Bu sayede koruma altındaki kıymetli çocuklarımızı, koruyucu aile olmanın güzelliklerini daha çok konuşmak, daha çok anlamak, anlatmak, sevgiyi paylaşmak ve tüm bu süreçleri olabildiğince normalleştirmek mümkün olabilecek.

Koruyucu ailelere nasıl kol kanat gerilir, çocukların ve ailelerin etiketlenmemesi, ötekileştirilmemesi yahut tersinden bir ilgi ve övgüyle boğulmaması için yapılması gerekenler üzerine hep birlikte düşünebileceğiz. Bu işi birlikte başaracağız.

***

Bu tecrübeye sahibiz zaten.

Kolektif hafızamız, asırlık kurumlarımız, vakıf medeniyetimiz, merhametimiz... Darülaceze, Darüleytam, Himaye-i Etfal gibi kurumlar bu güzel bakışın, hassasiyetin çocuklar için varlık bulmuş halleri.

Çocuk ya da yaşlı, fakir ya da hasta... Darda, zorda, bir başına kalmış olanlara elini uzatıp "korkma, ben varım" diyen bir medeniyetin evlatlarıyız biz.

Bu topraklarda devlete hem "ana", hem "baba" denmesi boşuna olmasa gerek.

30 Haziran Koruyucu Aile Günü ilanıyla, Osmanlı döneminde savaşta kimsesiz kalan çocukları korumak amacıyla kurulan Himaye-i Etfal Cemiyetinin 100. Yaşı vesilesiyle yeni bir güzelliğe kapı aralanıyor şimdi de.

Devletimiz bütün teşkilat yapısıyla, toprağa tutunan kökleri ve geleceğe uzanan kollarıyla, yeşeren yanlarıyla koruyucu ailelere kol kanat geriyor, "endişelenme, yanındayım" diyor.

***

30 Haziran Koruyucu Aile Gününün ilan edilmesinde emeği olan herkese gönülden teşekkür etmek istiyorum o yüzden.
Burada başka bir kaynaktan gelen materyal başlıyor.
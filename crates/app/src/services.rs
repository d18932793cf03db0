//! Application services: use-case implementations.
//!
//! Each service struct accepts port trait implementations via generic parameters
//! (constructor injection), keeping this layer decoupled from concrete adapters.

pub mod plug_service;
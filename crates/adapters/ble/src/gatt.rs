//! GATT connection helpers for active plug control.
//!
//! Provides [`open`] which finds a scanned peripheral by address, connects and
//! discovers its services, and [`BleConnection`] which reads and writes
//! characteristics on it. Every radio call is bounded by a timeout.

use std::future::Future;
use std::str::FromStr;
use std::time::Duration;

use btleplug::api::{BDAddr, Central, Characteristic, Peripheral as _, WriteType};
use btleplug::platform::{Adapter, Peripheral};

use plughub_app::ports::Connection;
use plughub_domain::error::PlugError;

use crate::error::BleError;

/// Await a btleplug call, failing with [`BleError::Timeout`] after `limit`.
pub(crate) async fn bounded<T>(
    operation: &'static str,
    limit: Duration,
    call: impl Future<Output = Result<T, btleplug::Error>>,
) -> Result<T, BleError> {
    match tokio::time::timeout(limit, call).await {
        Ok(result) => result.map_err(BleError::from),
        Err(_) => Err(BleError::Timeout {
            operation,
            after: limit,
        }),
    }
}

/// Await `step`; if it fails, run `release` (bounded by `limit`) before
/// returning the step's error.
///
/// The link is dropped whichever step failed, timeouts included.
async fn or_release<T>(
    address: BDAddr,
    limit: Duration,
    step: impl Future<Output = Result<T, BleError>>,
    release: impl Future<Output = Result<(), btleplug::Error>>,
) -> Result<T, BleError> {
    match step.await {
        Ok(value) => Ok(value),
        Err(err) => {
            if let Err(release_err) = bounded("disconnect", limit, release).await {
                tracing::warn!(
                    error = %release_err,
                    %address,
                    "failed to drop half-open BLE link"
                );
            }
            Err(err)
        }
    }
}

/// Find a GATT characteristic by UUID on a peripheral that has already
/// discovered its services.
///
/// # Errors
///
/// Returns [`BleError::CharacteristicNotFound`] if no characteristic with
/// the given UUID is present.
fn find_characteristic(
    peripheral: &Peripheral,
    uuid: uuid::Uuid,
) -> Result<Characteristic, BleError> {
    peripheral
        .characteristics()
        .into_iter()
        .find(|c| c.uuid == uuid)
        .ok_or(BleError::CharacteristicNotFound { uuid })
}

/// Find the peripheral with `address` among those the adapter knows about.
async fn find_peripheral(
    central: &Adapter,
    address: BDAddr,
    limit: Duration,
) -> Result<Peripheral, BleError> {
    bounded("list peripherals", limit, central.peripherals())
        .await?
        .into_iter()
        .find(|p| p.address() == address)
        .ok_or(BleError::UnknownPeripheral(address))
}

/// Connect to the peripheral at `address` and discover its services.
///
/// If connecting or service discovery fails the link is dropped before
/// returning, so a failed call never leaves the peripheral connected.
///
/// # Errors
///
/// Returns [`BleError::UnknownPeripheral`] when the adapter has not seen the
/// address, [`BleError::Timeout`] when a step exceeds `connect_timeout`, or
/// the underlying btleplug error.
pub(crate) async fn open(
    central: &Adapter,
    address: &str,
    connect_timeout: Duration,
    io_timeout: Duration,
) -> Result<BleConnection, BleError> {
    let address = BDAddr::from_str(address)?;
    let peripheral = find_peripheral(central, address, io_timeout).await?;

    let establish = async {
        bounded("connect", connect_timeout, peripheral.connect()).await?;
        bounded(
            "discover services",
            connect_timeout,
            peripheral.discover_services(),
        )
        .await
    };
    or_release(address, io_timeout, establish, peripheral.disconnect()).await?;

    Ok(BleConnection {
        peripheral,
        address,
        io_timeout,
    })
}

/// An open GATT link to one plug.
pub struct BleConnection {
    peripheral: Peripheral,
    address: BDAddr,
    io_timeout: Duration,
}

impl BleConnection {
    async fn read(&self, uuid: uuid::Uuid) -> Result<Vec<u8>, BleError> {
        let characteristic = find_characteristic(&self.peripheral, uuid)?;
        bounded("read", self.io_timeout, self.peripheral.read(&characteristic))
            .await
            .map_err(|err| err.for_characteristic(uuid))
    }

    async fn write(&self, uuid: uuid::Uuid, value: &[u8]) -> Result<(), BleError> {
        let characteristic = find_characteristic(&self.peripheral, uuid)?;
        bounded(
            "write",
            self.io_timeout,
            self.peripheral
                .write(&characteristic, value, WriteType::WithResponse),
        )
        .await
        .map_err(|err| err.for_characteristic(uuid))
    }
}

impl Connection for BleConnection {
    async fn read_characteristic(&mut self, uuid: uuid::Uuid) -> Result<Vec<u8>, PlugError> {
        let value = self.read(uuid).await?;
        tracing::debug!(address = %self.address, %uuid, len = value.len(), "GATT read");
        Ok(value)
    }

    async fn write_characteristic(
        &mut self,
        uuid: uuid::Uuid,
        value: &[u8],
    ) -> Result<(), PlugError> {
        self.write(uuid, value).await?;
        tracing::debug!(address = %self.address, %uuid, len = value.len(), "GATT write");
        Ok(())
    }

    async fn disconnect(self) -> Result<(), PlugError> {
        bounded("disconnect", self.io_timeout, self.peripheral.disconnect()).await?;
        tracing::debug!(address = %self.address, "BLE link closed");
        Ok(())
    }
}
Toplumun zayıf kesimlerini güçlendirmek için 19 yıldır yaptığı hizmetlere ve samimiyetine tanık olduğum Cumhurbaşkanımız Erdoğan'a ve "koruyucu ailelerin koruyucu annesi" Emine Erdoğan'a şükranlarımı sunuyorum.
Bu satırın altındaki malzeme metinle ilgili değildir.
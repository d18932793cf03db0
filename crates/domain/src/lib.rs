//! # plughub-domain
//!
//! Pure domain model for the plughub smart plug controller.
//!
//! ## Responsibilities
//! - Foundational types: error taxonomy, fixed protocol constants
//! - Define **scan entries** (BLE advertisements observed during a scan)
//! - Define the **plug state** and its single-byte wire codec
//! - Define **state change requests** (`activate`, `deactivate`, `toggle`)
//! - Select likely smart plugs from a scan (**device filter**)
//! - Resolve a user-supplied identifier to exactly one device (**resolution**)
//!
//! ## Dependency rule
//! This crate has **no internal dependencies**.
//! It must never import anything from `app`, adapters, or external IO crates.
//! All IO boundaries are expressed as traits in the `app` crate (ports).

pub mod error;
pub mod protocol;

pub mod filter;
pub mod intent;
pub mod plug_state;
pub mod resolve;
pub mod scan;
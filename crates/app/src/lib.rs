//! # plughub-app
//!
//! Application layer: use-cases and **port definitions** (traits).
//!
//! ## Responsibilities
//! - Define the **transport port** that radio adapters implement:
//!   - `Transport`: scan, connect, exclusive radio access
//!   - `Connection`: characteristic read/write, disconnect
//! - Define the **retry policy** applied to transient disconnects
//! - Provide the **plug controller** use-case (`PlugService`):
//!   list smart plugs, change a plug's power state
//!
//! ## Dependency rule
//! Depends on `plughub-domain` only (plus `tokio::sync` / `tokio::time`).
//! Never imports adapter crates. Adapters depend on *this* crate, not the reverse.

pub mod ports;
pub mod retry;
pub mod services;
Sonra Fatma Şahin'den başlayarak Aile Bakanlığı yapan tüm bakanlarımıza, ilk çalıştayı düzenleyerek önemli bir iş planı çıkaran Zehra Zümrüt Selçuk'a, bayrağı ondan devralan taze kan Derya Yanık'a, hassasiyetine ve liyakatine şahit olduğum Çocuk Hizmetleri Genel Müdürü Zeliha Sağlam'a, Koruyucu Aile, Evlat Edinme, SED Daire Başkanı Hakkı Bilgiç'e...

Meselenin sivil ayağında örgütlü tüm kıymetli gönüllü kuruluşlara... Korev'e, Kalben'e, Yetkim'e, Hayat Sende'ye, Yader'e, Yurt Yuva Derneğine, İstanbul ve Denizli Koruyucu Aile Derneklerine, adını bilmediğim anamadığım, illerde örgütlü tüm koruyucu aile derneklerine...
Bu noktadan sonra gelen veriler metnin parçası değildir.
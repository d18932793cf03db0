//! Configuration loading: TOML file with environment variable overrides.
//!
//! Looks for `plughub.toml` in the working directory. Every field has a
//! sensible default so the file is optional. Environment variables take
//! precedence over file values.

use std::time::Duration;

use serde::Deserialize;

use plughub_adapter_ble::BleConfig;
use plughub_app::retry::RetryPolicy;

/// Top-level configuration.
#[derive(Debug, Default, Deserialize)]
#[serde(default)]
pub struct Config {
    /// HTTP server settings.
    pub server: ServerConfig,
    /// Logging settings.
    pub logging: LoggingConfig,
    /// Startup privilege requirements.
    pub privileges: PrivilegesConfig,
    /// Scan and retry behaviour of the plug service.
    pub control: ControlConfig,
    /// BLE radio timeouts.
    pub ble: BleConfig,
}

/// HTTP listener configuration.
#[derive(Debug, Deserialize)]
#[serde(default)]
pub struct ServerConfig {
    /// Address to bind to (e.g. `0.0.0.0`).
    pub host: String,
    /// TCP port.
    pub port: u16,
}

/// Logging configuration.
#[derive(Debug, Deserialize)]
#[serde(default)]
pub struct LoggingConfig {
    /// Filter directive (`RUST_LOG` syntax).
    pub filter: String,
}

/// Privilege requirements checked before the listener binds.
#[derive(Debug, Deserialize)]
#[serde(default)]
pub struct PrivilegesConfig {
    /// Refuse to start unless running as root.
    pub require_root: bool,
}

/// Plug service tuning.
#[derive(Debug, Deserialize)]
#[serde(default)]
pub struct ControlConfig {
    /// How long each discovery scan listens for advertisements, in seconds.
    pub scan_duration_secs: u16,
    /// Total attempts for a scan or connect interrupted by a disconnect.
    pub retry_attempts: u32,
    /// Pause between two attempts, in milliseconds.
    pub retry_delay_ms: u64,
}

impl Config {
    /// Load configuration from `plughub.toml` (if present) then apply
    /// environment-variable overrides.
    ///
    /// # Errors
    ///
    /// Returns an error if the TOML file exists but is malformed, or if the
    /// resulting values fail validation.
    pub fn load() -> Result<Self, ConfigError> {
        let mut config = Self::from_file("plughub.toml")?;
        config.apply_env_overrides();
        config.validate()?;
        Ok(config)
    }

    fn from_file(path: &str) -> Result<Self, ConfigError> {
        match std::fs::read_to_string(path) {
            Ok(content) => toml::from_str(&content).map_err(ConfigError::Parse),
            Err(err) if err.kind() == std::io::ErrorKind::NotFound => Ok(Self::default()),
            Err(err) => Err(ConfigError::Io(err)),
        }
    }

    fn apply_env_overrides(&mut self) {
        if let Ok(val) = std::env::var("PLUGHUB_HOST") {
            self.server.host = val;
        }
        if let Ok(val) = std::env::var("PLUGHUB_PORT") {
            if let Ok(port) = val.parse() {
                self.server.port = port;
            }
        }
        if let Ok(val) = std::env::var("PLUGHUB_BIND") {
            if let Some((host, port)) = val.rsplit_once(':') {
                self.server.host = host.to_string();
                if let Ok(port) = port.parse() {
                    self.server.port = port;
                }
            }
        }
        if let Ok(val) = std::env::var("PLUGHUB_REQUIRE_ROOT") {
            if let Some(flag) = parse_flag(&val) {
                self.privileges.require_root = flag;
            }
        }
        if let Ok(val) = std::env::var("PLUGHUB_LOG") {
            self.logging.filter = val;
        }
        if let Ok(val) = std::env::var("RUST_LOG") {
            self.logging.filter = val;
        }
    }

    fn validate(&self) -> Result<(), ConfigError> {
        if self.server.port == 0 {
            return Err(ConfigError::Validation("port must be non-zero".to_string()));
        }
        if self.control.scan_duration_secs == 0 {
            return Err(ConfigError::Validation(
                "control.scan_duration_secs must be non-zero".to_string(),
            ));
        }
        if self.control.retry_attempts == 0 {
            return Err(ConfigError::Validation(
                "control.retry_attempts must be non-zero".to_string(),
            ));
        }
        if self.ble.connect_timeout_secs == 0 || self.ble.io_timeout_secs == 0 {
            return Err(ConfigError::Validation(
                "ble timeouts must be non-zero".to_string(),
            ));
        }
        Ok(())
    }

    /// Return the `host:port` bind address.
    #[must_use]
    pub fn bind_addr(&self) -> String {
        format!("{}:{}", self.server.host, self.server.port)
    }

    /// Retry policy applied to scans and connects.
    #[must_use]
    pub fn retry_policy(&self) -> RetryPolicy {
        RetryPolicy::new(
            self.control.retry_attempts,
            Duration::from_millis(self.control.retry_delay_ms),
        )
    }

    /// Duration of each discovery scan.
    #[must_use]
    pub fn scan_duration(&self) -> Duration {
        Duration::from_secs(u64::from(self.control.scan_duration_secs))
    }
}

fn parse_flag(value: &str) -> Option<bool> {
    match value.trim().to_ascii_lowercase().as_str() {
        "1" | "true" | "yes" | "on" => Some(true),
        "0" | "false" | "no" | "off" => Some(false),
        _ => None,
    }
}

impl Default for ServerConfig {
    fn default() -> Self {
        Self {
            host: "0.0.0.0".to_string(),
            port: 3000,
        }
    }
}

impl Default for LoggingConfig {
    fn default() -> Self {
        Self {
            filter: "plughubd=info,plughub=info,tower_http=debug".to_string(),
        }
    }
}

impl Default for PrivilegesConfig {
    fn default() -> Self {
        Self { require_root: true }
    }
}

impl Default for ControlConfig {
    fn default() -> Self {
        Self {
            scan_duration_secs: 10,
            retry_attempts: RetryPolicy::DEFAULT_MAX_ATTEMPTS,
            retry_delay_ms: 0,
        }
    }
}

/// Configuration errors.
#[derive(Debug, thiserror::Error)]
pub enum ConfigError {
    /// TOML parse failure.
    #[error("failed to parse config file")]
    Parse(#[from] toml::de::Error),
    /// File I/O failure.
    #[error("failed to read config file")]
    Io(#[from] std::io::Error),
    /// Semantic validation failure.
    #[error("invalid configuration: {0}")]
    Validation(String),
}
Zaten içine doğdukları şartlar yüzünden bir şekilde incinmiş, ihmal edilmiş çocuklarımızın yüzü gülsün, hak ettikleri ilgiye, sevgiye ve güvenceye kavuşsunlar diye çaba veren herkese minnettarım.

***

Artık yeni bir dönem başlıyor.

Devlet koruma ve bakımı altındaki emanetlerimizi biyolojik çocuklarımızdan ayırt etmemeyi, toplumdan yalıtarak yurtlara yuvalara hapsetmemeyi, işaretlememeyi, kullandığımız dile dikkat etmeyi, "evlatlık", "muhtaç çocuk", "yurt çocuğu" gibi zehirli kelimelerle çocuklarımızı da koruyucu ailelerimizi de örselememeyi öğrenme zamanı.

Merhamet acımak değil acıtmamaktır çünkü.